BREAST-CARCINOMA CELL-KINETICS, MORPHOLOGY, STAGE, AND HOST CHARACTERISTICS - A THYMIDINE LABELING STUDY

Abstract

The thymidine labeling index (TLI) was measured in 757 primary, invasive breast carcinomas in women by an in vitro method that achieved intense labeling of S-phase cells. The frequency distribution of the TLI was positively skewed but could be normalized by taking logarithms. The mode was 2%; median, 5.2%; geometric mean, 4.5%; mean 7.1%. The TLI was significantly related to a number of pathological features. Carcinomas of large size, with inflammatory or otherwise locally aggressive, undifferentiated histologic and nuclear characteristics, necrosis, inflammatory cellular response, and circumscribed tumor border showed strong tendencies to have high TLIs. The TLI was not significantly related to race, axillary lymph nodal status, or invasion of lymphatics and blood vessels.
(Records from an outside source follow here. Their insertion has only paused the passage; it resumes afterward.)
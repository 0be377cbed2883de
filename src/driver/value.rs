//! Query parameters, rows and results

use serde::ser::{Serialize, SerializeMap, Serializer};
use serde_json::Value;
use std::str::FromStr;
use std::sync::Arc;

/// PostgreSQL type OIDs the row converter understands
mod oid {
    pub const BOOL: u32 = 16;
    pub const INT8: u32 = 20;
    pub const INT2: u32 = 21;
    pub const INT4: u32 = 23;
    pub const OID: u32 = 26;
    pub const XID: u32 = 28;
    pub const JSON: u32 = 114;
    pub const FLOAT4: u32 = 700;
    pub const FLOAT8: u32 = 701;
    pub const JSONB: u32 = 3802;
}

/// Query parameter, sent to the server in text format
#[derive(Debug, Clone, PartialEq)]
pub enum Param {
    /// SQL NULL
    Null,
    /// Boolean
    Bool(bool),
    /// Integer
    Int(i64),
    /// Floating point
    Float(f64),
    /// Text
    Text(String),
    /// JSON document
    Json(Value),
}

impl Param {
    /// Text encoding of the value, `None` for NULL
    pub fn to_text(&self) -> Option<String> {
        match self {
            Param::Null => None,
            Param::Bool(b) => Some(if *b { "true" } else { "false" }.to_string()),
            Param::Int(i) => Some(i.to_string()),
            Param::Float(f) if f.is_nan() => Some("NaN".to_string()),
            Param::Float(f) if f.is_infinite() => {
                Some(if *f > 0.0 { "Infinity" } else { "-Infinity" }.to_string())
            }
            Param::Float(f) => Some(f.to_string()),
            Param::Text(s) => Some(s.clone()),
            Param::Json(v) => Some(v.to_string()),
        }
    }
}

impl From<bool> for Param {
    fn from(v: bool) -> Self {
        Param::Bool(v)
    }
}

impl From<i32> for Param {
    fn from(v: i32) -> Self {
        Param::Int(v.into())
    }
}

impl From<i64> for Param {
    fn from(v: i64) -> Self {
        Param::Int(v)
    }
}

impl From<u32> for Param {
    fn from(v: u32) -> Self {
        Param::Int(v.into())
    }
}

impl From<f64> for Param {
    fn from(v: f64) -> Self {
        Param::Float(v)
    }
}

impl From<&str> for Param {
    fn from(v: &str) -> Self {
        Param::Text(v.to_string())
    }
}

impl From<String> for Param {
    fn from(v: String) -> Self {
        Param::Text(v)
    }
}

impl From<Value> for Param {
    fn from(v: Value) -> Self {
        Param::Json(v)
    }
}

impl<T: Into<Param>> From<Option<T>> for Param {
    fn from(v: Option<T>) -> Self {
        v.map_or(Param::Null, Into::into)
    }
}

/// Result column
#[derive(Debug, Clone, PartialEq, Eq)]
pub struct Column {
    /// Column name
    pub name: String,
    /// PostgreSQL type OID (0 when unknown)
    pub type_oid: u32,
}

impl Column {
    /// Create a column
    pub fn new(name: impl Into<String>, type_oid: u32) -> Self {
        Self {
            name: name.into(),
            type_oid,
        }
    }
}

/// One result row: ordered column name to text value mapping.
///
/// Serializes as a JSON object whose values are typed from the column OIDs.
#[derive(Debug, Clone, PartialEq)]
pub struct Row {
    columns: Arc<[Column]>,
    values: Vec<Option<String>>,
}

impl Row {
    /// Create a row; missing trailing values read as NULL
    pub fn new(columns: Arc<[Column]>, values: Vec<Option<String>>) -> Self {
        Self { columns, values }
    }

    /// Column metadata
    pub fn columns(&self) -> &[Column] {
        &self.columns
    }

    /// Number of columns
    pub fn len(&self) -> usize {
        self.columns.len()
    }

    /// Whether the row has no columns
    pub fn is_empty(&self) -> bool {
        self.columns.is_empty()
    }

    /// Whether a column with this name exists
    pub fn contains(&self, name: &str) -> bool {
        self.position(name).is_some()
    }

    fn position(&self, name: &str) -> Option<usize> {
        self.columns.iter().position(|c| c.name == name)
    }

    /// Text value by column index; `None` for NULL or out of range
    pub fn get_idx(&self, idx: usize) -> Option<&str> {
        self.values.get(idx)?.as_deref()
    }

    /// Text value by column name; `None` for NULL or a missing column
    pub fn get(&self, name: &str) -> Option<&str> {
        self.get_idx(self.position(name)?)
    }

    /// Parse a value with [`FromStr`]; `None` if NULL, missing or unparsable
    pub fn get_as<T: FromStr>(&self, name: &str) -> Option<T> {
        self.get(name)?.parse().ok()
    }

    /// Boolean value, accepting PostgreSQL's `t` / `f`
    pub fn get_bool(&self, name: &str) -> Option<bool> {
        parse_bool(self.get(name)?)
    }

    /// Iterate `(column, value)` pairs in column order
    pub fn iter(&self) -> impl Iterator<Item = (&str, Option<&str>)> {
        self.columns
            .iter()
            .enumerate()
            .map(|(i, c)| (c.name.as_str(), self.get_idx(i)))
    }

    /// Convert to a JSON object with typed values
    pub fn to_json(&self) -> Value {
        let map = self
            .columns
            .iter()
            .enumerate()
            .map(|(i, c)| (c.name.clone(), typed(c.type_oid, self.get_idx(i))))
            .collect();
        Value::Object(map)
    }
}

impl Serialize for Row {
    fn serialize<S: Serializer>(&self, serializer: S) -> Result<S::Ok, S::Error> {
        let mut map = serializer.serialize_map(Some(self.columns.len()))?;
        for (i, column) in self.columns.iter().enumerate() {
            map.serialize_entry(&column.name, &typed(column.type_oid, self.get_idx(i)))?;
        }
        map.end()
    }
}

fn parse_bool(text: &str) -> Option<bool> {
    match text {
        "t" | "true" => Some(true),
        "f" | "false" => Some(false),
        _ => None,
    }
}

/// Text value to JSON, falling back to a string when the text does not
/// parse as the column type.
fn typed(type_oid: u32, text: Option<&str>) -> Value {
    let Some(text) = text else {
        return Value::Null;
    };
    let parsed = match type_oid {
        oid::BOOL => parse_bool(text).map(Value::Bool),
        oid::INT2 | oid::INT4 | oid::INT8 | oid::OID | oid::XID => {
            text.parse::<i64>().ok().map(Value::from)
        }
        oid::FLOAT4 | oid::FLOAT8 => text
            .parse::<f64>()
            .ok()
            .and_then(serde_json::Number::from_f64)
            .map(Value::Number),
        oid::JSON | oid::JSONB => serde_json::from_str(text).ok(),
        _ => None,
    };
    parsed.unwrap_or_else(|| Value::String(text.to_string()))
}

/// Full result of one statement
#[derive(Debug, Clone, Default, PartialEq)]
pub struct QueryResult {
    /// Result columns (empty for statements without a result set)
    pub columns: Vec<Column>,
    /// Rows in server order
    pub rows: Vec<Row>,
    /// Affected or returned row count, when the statement reports one
    pub rows_affected: Option<u64>,
}

impl QueryResult {
    /// Result with no columns and the given row count
    pub fn command(rows_affected: Option<u64>) -> Self {
        Self {
            rows_affected,
            ..Default::default()
        }
    }

    /// Result set built from text rows; `rows_affected` is the row count
    pub fn rows<I, R>(columns: Vec<Column>, rows: I) -> Self
    where
        I: IntoIterator<Item = R>,
        R: IntoIterator<Item = Option<String>>,
    {
        let shared: Arc<[Column]> = columns.clone().into();
        let rows: Vec<Row> = rows
            .into_iter()
            .map(|values| Row::new(shared.clone(), values.into_iter().collect()))
            .collect();
        Self {
            columns,
            rows_affected: Some(rows.len() as u64),
            rows,
        }
    }
}

#[cfg(test)]
mod tests {
    use super::*;
    use serde_json::json;

    fn sample() -> Row {
        let columns: Arc<[Column]> = vec![
            Column::new("pid", oid::INT4),
            Column::new("active", oid::BOOL),
            Column::new("load", oid::FLOAT8),
            Column::new("state", 25),
            Column::new("meta", oid::JSONB),
            Column::new("query", 25),
        ]
        .into();
        Row::new(
            columns,
            vec![
                Some("4242".into()),
                Some("t".into()),
                Some("0.5".into()),
                Some("idle".into()),
                Some(r#"{"a":1}"#.into()),
                None,
            ],
        )
    }

    #[test]
    fn test_param_text_encoding() {
        assert_eq!(Param::Null.to_text(), None);
        assert_eq!(Param::from(true).to_text().as_deref(), Some("true"));
        assert_eq!(Param::from(42).to_text().as_deref(), Some("42"));
        assert_eq!(Param::from(1.5).to_text().as_deref(), Some("1.5"));
        assert_eq!(Param::from(f64::NAN).to_text().as_deref(), Some("NaN"));
        assert_eq!(
            Param::from(f64::NEG_INFINITY).to_text().as_deref(),
            Some("-Infinity")
        );
        assert_eq!(Param::from("idle").to_text().as_deref(), Some("idle"));
        assert_eq!(
            Param::from(json!({"k": [1, 2]})).to_text().as_deref(),
            Some(r#"{"k":[1,2]}"#)
        );
        assert_eq!(Param::from(None::<i64>), Param::Null);
        assert_eq!(Param::from(Some("x")), Param::Text("x".into()));
    }

    #[test]
    fn test_row_accessors() {
        let row = sample();
        assert_eq!(row.len(), 6);
        assert_eq!(row.get("state"), Some("idle"));
        assert_eq!(row.get("query"), None);
        assert_eq!(row.get("missing"), None);
        assert!(row.contains("query"));
        assert!(!row.contains("missing"));
        assert_eq!(row.get_as::<i32>("pid"), Some(4242));
        assert_eq!(row.get_as::<i32>("state"), None);
        assert_eq!(row.get_bool("active"), Some(true));
        assert_eq!(row.get_idx(0), Some("4242"));
        assert_eq!(row.get_idx(99), None);

        let names: Vec<&str> = row.iter().map(|(name, _)| name).collect();
        assert_eq!(names, ["pid", "active", "load", "state", "meta", "query"]);
    }

    #[test]
    fn test_row_to_json_is_typed() {
        assert_eq!(
            sample().to_json(),
            json!({
                "pid": 4242,
                "active": true,
                "load": 0.5,
                "state": "idle",
                "meta": {"a": 1},
                "query": null,
            })
        );
    }

    #[test]
    fn test_row_serialize_matches_to_json() {
        let row = sample();
        assert_eq!(serde_json::to_value(&row).unwrap(), row.to_json());
    }

    #[test]
    fn test_unparsable_typed_value_falls_back_to_string() {
        assert_eq!(typed(oid::INT8, Some("abc")), json!("abc"));
        assert_eq!(typed(oid::FLOAT8, Some("NaN")), json!("NaN"));
        assert_eq!(typed(oid::JSON, Some("{")), json!("{"));
    }

    #[test]
    fn test_query_result_builders() {
        let result = QueryResult::rows(
            vec![Column::new("n", oid::INT4)],
            vec![vec![Some("1".to_string())], vec![Some("2".to_string())]],
        );
        assert_eq!(result.rows.len(), 2);
        assert_eq!(result.rows_affected, Some(2));
        assert_eq!(result.rows[1].get_as::<i64>("n"), Some(2));

        let command = QueryResult::command(Some(3));
        assert!(command.rows.is_empty());
        assert_eq!(command.rows_affected, Some(3));
    }
}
Breast carcinomas replicated cells at high rates ("rapid growth") more often in young women than in aged women. Lack of either estrogen receptor (ER) or progesterone receptor (PgR) was associated with high TLI. Although the inverse relationship between TLI and PgR was more or less linear, and the relationship between TLI and ER was not, differences in TLI between PgR-negative and PgR-positive patients were no greater than between ER-negative and ER-positive tumors. The degree of inflammatory infiltrate was strongly related to both proliferative rate and evidence of cell-death, indicative of a secondary phenomenon rather than a role in regulation of tumor growth. The proliferative rate of breast carcinoma appears to be an important determinant of morphologic patterns. Although it modulates the pace of progress of the disease, it is at most a weak determinant of metastasis.